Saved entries
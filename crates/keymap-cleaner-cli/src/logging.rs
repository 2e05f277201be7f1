// Logging and verbosity control

use std::str::FromStr;
use std::sync::atomic::{AtomicU8, Ordering};

use tracing::Level;

/// Global verbosity level
static VERBOSITY: AtomicU8 = AtomicU8::new(1);

/// Verbosity levels
#[derive(Debug, Clone, Copy, PartialEq, Eq, PartialOrd, Ord)]
pub enum VerbosityLevel {
    /// Quiet mode - errors only
    Quiet = 0,
    /// Normal mode - standard output
    Normal = 1,
    /// Verbose mode - detailed output
    Verbose = 2,
}

impl VerbosityLevel {
    /// Get the current verbosity level
    pub fn current() -> Self {
        match VERBOSITY.load(Ordering::Relaxed) {
            0 => VerbosityLevel::Quiet,
            1 => VerbosityLevel::Normal,
            _ => VerbosityLevel::Verbose,
        }
    }

    /// Set the verbosity level
    pub fn set(level: Self) {
        VERBOSITY.store(level as u8, Ordering::Relaxed);
    }

    /// Check if we should output at this level
    pub fn should_output(&self) -> bool {
        self <= &Self::current()
    }

    pub fn from_flags(verbose: bool, quiet: bool) -> Self {
        if quiet {
            VerbosityLevel::Quiet
        } else if verbose {
            VerbosityLevel::Verbose
        } else {
            VerbosityLevel::Normal
        }
    }
}

/// Tracing level for a verbosity and the configured `log_level`
pub fn tracing_level(verbosity: VerbosityLevel, configured: &str) -> Level {
    match verbosity {
        VerbosityLevel::Quiet => Level::ERROR,
        VerbosityLevel::Verbose => Level::DEBUG,
        VerbosityLevel::Normal => Level::from_str(configured).unwrap_or(Level::INFO),
    }
}

/// Initialize logging based on CLI flags and configuration.
///
/// Installs a `tracing` subscriber writing to stderr. Target, file and line
/// annotations are shown in verbose mode only.
pub fn init_logging(verbose: bool, quiet: bool, configured: &str) -> VerbosityLevel {
    use tracing_subscriber::fmt;

    let verbosity = VerbosityLevel::from_flags(verbose, quiet);
    VerbosityLevel::set(verbosity);

    let detailed = verbosity == VerbosityLevel::Verbose;
    // A subscriber may already be installed (tests); keep it
    let _ = fmt()
        .with_max_level(tracing_level(verbosity, configured))
        .with_target(detailed)
        .with_file(detailed)
        .with_line_number(detailed)
        .with_writer(std::io::stderr)
        .try_init();

    verbosity
}

#[cfg(test)]
mod tests {
    use super::*;

    #[test]
    fn test_flags_to_verbosity() {
        assert_eq!(VerbosityLevel::from_flags(false, true), VerbosityLevel::Quiet);
        assert_eq!(VerbosityLevel::from_flags(true, false), VerbosityLevel::Verbose);
        assert_eq!(VerbosityLevel::from_flags(false, false), VerbosityLevel::Normal);
        assert_eq!(VerbosityLevel::from_flags(true, true), VerbosityLevel::Quiet);
    }

    #[test]
    fn test_configured_level_applies_in_normal_mode() {
        assert_eq!(tracing_level(VerbosityLevel::Normal, "warn"), Level::WARN);
        assert_eq!(tracing_level(VerbosityLevel::Normal, "DEBUG"), Level::DEBUG);
        assert_eq!(tracing_level(VerbosityLevel::Normal, "nonsense"), Level::INFO);
    }

    #[test]
    fn test_flags_override_configured_level() {
        assert_eq!(tracing_level(VerbosityLevel::Quiet, "debug"), Level::ERROR);
        assert_eq!(tracing_level(VerbosityLevel::Verbose, "error"), Level::DEBUG);
    }
}
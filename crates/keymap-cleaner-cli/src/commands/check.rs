// Validate a keybindings file and report its diagnostics

use std::path::PathBuf;

use clap::ValueEnum;
use keymap_cleaner::{Diagnostic, LineIndex, PassOutcome, RegistryError};
use serde::Serialize;

use super::{load_document, Command, CommandContext};
use crate::error::{CliError, CliResult};
use crate::output::{print_warning, OutputStyle};

/// Report format
#[derive(Debug, Clone, Copy, PartialEq, Eq, Default, ValueEnum)]
pub enum OutputFormat {
    #[default]
    Text,
    Json,
}

/// One diagnostic as reported in JSON output (1-based positions)
#[derive(Debug, Serialize)]
#[serde(rename_all = "camelCase")]
pub struct DiagnosticReport {
    pub code: &'static str,
    pub severity: String,
    pub message: String,
    pub source: String,
    pub line: u32,
    pub column: u32,
    pub end_line: u32,
    pub end_column: u32,
    #[serde(skip_serializing_if = "Vec::is_empty")]
    pub related: Vec<String>,
}

impl DiagnosticReport {
    pub fn new(diagnostic: &Diagnostic, index: &LineIndex) -> Self {
        let range = diagnostic.range(index);
        Self {
            code: diagnostic.code(),
            severity: diagnostic.severity.to_string(),
            message: diagnostic.message.clone(),
            source: diagnostic.source.clone(),
            line: range.start.line + 1,
            column: range.start.character + 1,
            end_line: range.end.line + 1,
            end_column: range.end.character + 1,
            related: diagnostic
                .related_information
                .iter()
                .map(|related| related.message.clone())
                .collect(),
        }
    }
}

/// Validate a keybindings file
pub struct CheckCommand {
    pub file: Option<PathBuf>,
    pub format: OutputFormat,
}

impl CheckCommand {
    pub fn new(file: Option<PathBuf>, format: OutputFormat) -> Self {
        Self { file, format }
    }

    fn print_text(&self, file: &str, text: &str, diagnostics: &[Diagnostic]) {
        let style = OutputStyle::default();
        let index = LineIndex::new(text);

        for diagnostic in diagnostics {
            println!("{}", style.diagnostic(file, diagnostic, &index));
        }

        if diagnostics.is_empty() {
            println!("{}", style.success(&format!("{}: no problems found", file)));
        } else {
            println!();
            println!(
                "{}",
                style.info("Run 'keymap-cleaner fix --all' or 'keymap-cleaner clean' to remove them")
            );
        }
    }

    fn print_json(&self, text: &str, diagnostics: &[Diagnostic]) -> CliResult<()> {
        let index = LineIndex::new(text);
        let reports: Vec<DiagnosticReport> = diagnostics
            .iter()
            .map(|diagnostic| DiagnosticReport::new(diagnostic, &index))
            .collect();
        let rendered = serde_json::to_string_pretty(&reports)
            .map_err(|e| CliError::Internal(format!("Failed to render report: {}", e)))?;
        println!("{}", rendered);
        Ok(())
    }
}

#[async_trait::async_trait]
impl Command for CheckCommand {
    async fn execute(&self, ctx: &CommandContext) -> CliResult<()> {
        let path = ctx.resolve_file(self.file.as_deref())?;
        let document = load_document(&path).await?;
        let (engine, sink) = ctx.engine(&path);

        if let Ok(registry) = engine.registry().await {
            if !registry.has_host_commands() {
                print_warning(
                    "No editor command list was read (pass --commands FILE); results are incomplete and built-in commands are reported as unknown",
                );
            }
        }

        if engine.did_open(&document).await == PassOutcome::Skipped {
            return Err(CliError::Registry(RegistryError::NoSources));
        }
        let diagnostics = sink.get(&document.uri);

        match self.format {
            OutputFormat::Text => {
                self.print_text(&path.display().to_string(), &document.text, &diagnostics)
            }
            OutputFormat::Json => self.print_json(&document.text, &diagnostics)?,
        }

        if diagnostics.is_empty() {
            Ok(())
        } else {
            Err(CliError::DiagnosticsFound(diagnostics.len()))
        }
    }
}
//! Keymap cleaner engine: the event-driven boundary between a host editor
//! and the validation core
//!
//! The engine decides whether a document is the keybindings file, runs
//! validation passes on open/change events, publishes diagnostics to the
//! host sink, offers quick fixes and performs the bulk clean command.
//!
//! Passes for the same document are serialized by generation: each pass
//! takes a new generation number before it awaits the host, and publishes
//! only if no newer pass started meanwhile.

use std::collections::HashMap;
use std::path::{Path, PathBuf};
use std::sync::Arc;

use async_trait::async_trait;
use parking_lot::Mutex;
use tracing::{debug, info, warn};

use crate::cleaner::{clean_document, CleanOutcome};
use crate::config::CleanerConfig;
use crate::diagnostics::{Diagnostic, DiagnosticsSink};
use crate::error::{HostError, Result};
use crate::fix::{code_actions, CodeAction};
use crate::registry::{build_registry, CommandRegistry, CommandSource};
use crate::target::is_target_path;
use crate::text::{TextEdit, TextSpan};
use crate::validator::Validator;

/// A document as seen by the host
#[derive(Debug, Clone, PartialEq, Eq)]
pub struct Document {
    pub uri: String,
    pub path: PathBuf,
    pub text: String,
}

impl Document {
    /// Document backed by a file path, with a `file://` URI
    pub fn from_path(path: impl Into<PathBuf>, text: impl Into<String>) -> Self {
        let path = path.into();
        Document {
            uri: format!("file://{}", path.to_string_lossy().replace('\\', "/")),
            path,
            text: text.into(),
        }
    }
}

/// Host interface for editing and saving documents
#[async_trait]
pub trait DocumentEditor: Send + Sync {
    /// Propose a replacement; returns whether the host accepted it
    async fn apply_edit(&self, uri: &str, edit: TextEdit) -> bool;

    /// Persist the document
    async fn save(&self, uri: &str) -> std::result::Result<(), HostError>;
}

/// What a validation pass did
#[derive(Debug, Clone, PartialEq, Eq)]
pub enum PassOutcome {
    /// Document is not the keybindings file; its diagnostics were cleared
    NotTarget,
    /// Diagnostics were published
    Published(usize),
    /// A newer pass for the same document started first
    Superseded,
    /// The registry could not be built; previous diagnostics were kept
    Skipped,
}

/// What the clean command did
#[derive(Debug, Clone, PartialEq)]
pub enum CleanResult {
    /// No active document, or it is not the keybindings file
    NotApplicable,
    /// The host rejected the replacement; nothing was saved
    Rejected,
    /// The document was replaced, saved and re-validated
    Cleaned(CleanOutcome),
}

/// Main engine combining registry aggregation, validation and fixes
pub struct KeymapCleaner {
    config: CleanerConfig,
    target: Option<PathBuf>,
    commands: Arc<dyn CommandSource>,
    sink: Arc<dyn DiagnosticsSink>,
    validator: Validator,
    generations: Mutex<HashMap<String, u64>>,
}

impl KeymapCleaner {
    /// Create an engine targeting the keybindings file derived from `config`
    pub fn new(
        config: CleanerConfig,
        commands: Arc<dyn CommandSource>,
        sink: Arc<dyn DiagnosticsSink>,
    ) -> Self {
        let target = config.resolved_keybindings_path();
        if target.is_none() {
            warn!("No keybindings path could be resolved; every document will be ignored");
        }
        let validator = Validator::new(config.diagnostic_source.clone());

        KeymapCleaner {
            config,
            target,
            commands,
            sink,
            validator,
            generations: Mutex::new(HashMap::new()),
        }
    }

    /// Override the target file
    pub fn with_target(mut self, target: impl Into<PathBuf>) -> Self {
        self.target = Some(target.into());
        self
    }

    pub fn config(&self) -> &CleanerConfig {
        &self.config
    }

    pub fn target(&self) -> Option<&Path> {
        self.target.as_deref()
    }

    /// Whether `document` is the keybindings file
    pub fn is_target(&self, document: &Document) -> bool {
        self.target
            .as_deref()
            .is_some_and(|target| is_target_path(&document.path, target))
    }

    /// Aggregate a fresh registry from the host
    pub async fn registry(&self) -> Result<CommandRegistry> {
        Ok(build_registry(self.commands.as_ref()).await?)
    }

    /// Handle a document-opened event
    pub async fn did_open(&self, document: &Document) -> PassOutcome {
        self.update_diagnostics(document).await
    }

    /// Handle a document-changed event
    pub async fn did_change(&self, document: &Document) -> PassOutcome {
        self.update_diagnostics(document).await
    }

    /// Handle a document-closed event
    pub fn did_close(&self, uri: &str) {
        self.generations.lock().remove(uri);
        self.sink.clear(uri);
    }

    /// Run one validation pass and publish its diagnostics
    pub async fn update_diagnostics(&self, document: &Document) -> PassOutcome {
        if !self.is_target(document) {
            self.sink.clear(&document.uri);
            return PassOutcome::NotTarget;
        }

        let generation = self.begin_pass(&document.uri);

        let registry = match self.registry().await {
            Ok(registry) => registry,
            Err(e) => {
                warn!("Skipping validation of {}: {}", document.uri, e);
                return PassOutcome::Skipped;
            }
        };

        let diagnostics = self.validator.validate_document(&document.text, &registry);

        if !self.is_current(&document.uri, generation) {
            debug!(
                "Validation pass {} for {} superseded, dropping results",
                generation, document.uri
            );
            return PassOutcome::Superseded;
        }

        let count = diagnostics.len();
        debug!("Publishing {} diagnostics for {}", count, document.uri);
        self.sink.replace(&document.uri, diagnostics);
        PassOutcome::Published(count)
    }

    /// Quick fixes for the given diagnostics of `document`
    pub fn code_actions(&self, document: &Document, diagnostics: &[Diagnostic]) -> Vec<CodeAction> {
        if !self.is_target(document) {
            return Vec::new();
        }
        code_actions(&document.text, &document.uri, diagnostics)
    }

    /// Bulk-clean the active document.
    ///
    /// The whole document is replaced with the cleaned rendering. On success
    /// the document is saved and re-validated; a rejected edit stops there.
    pub async fn clean_active(
        &self,
        active: Option<&Document>,
        editor: &dyn DocumentEditor,
    ) -> Result<CleanResult> {
        let Some(document) = active else {
            return Ok(CleanResult::NotApplicable);
        };
        if !self.is_target(document) {
            debug!("Clean requested for non-keybindings document {}", document.uri);
            return Ok(CleanResult::NotApplicable);
        }

        let registry = self.registry().await?;
        let outcome = clean_document(&document.text, &registry)?;

        let edit = TextEdit::replace(TextSpan::whole(&document.text), outcome.text.clone());
        if !editor.apply_edit(&document.uri, edit).await {
            warn!("Host rejected the cleaned keybindings for {}", document.uri);
            return Ok(CleanResult::Rejected);
        }

        editor.save(&document.uri).await?;
        info!(
            "Removed {} invalid keybindings from {}",
            outcome.removed, document.uri
        );

        let cleaned = Document {
            text: outcome.text.clone(),
            ..document.clone()
        };
        self.update_diagnostics(&cleaned).await;

        Ok(CleanResult::Cleaned(outcome))
    }

    fn begin_pass(&self, uri: &str) -> u64 {
        let mut generations = self.generations.lock();
        let generation = generations.entry(uri.to_string()).or_insert(0);
        *generation += 1;
        *generation
    }

    fn is_current(&self, uri: &str, generation: u64) -> bool {
        self.generations.lock().get(uri).copied() == Some(generation)
    }
}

# GOAL OF THE EXERCISE
Report back every line of the entries in which "lock" occurs.

# ANSWER FOR THE TASK
        self.generations.lock().remove(uri);
        let mut generations = self.generations.lock();
        self.generations.lock().get(uri).copied() == Some(generation)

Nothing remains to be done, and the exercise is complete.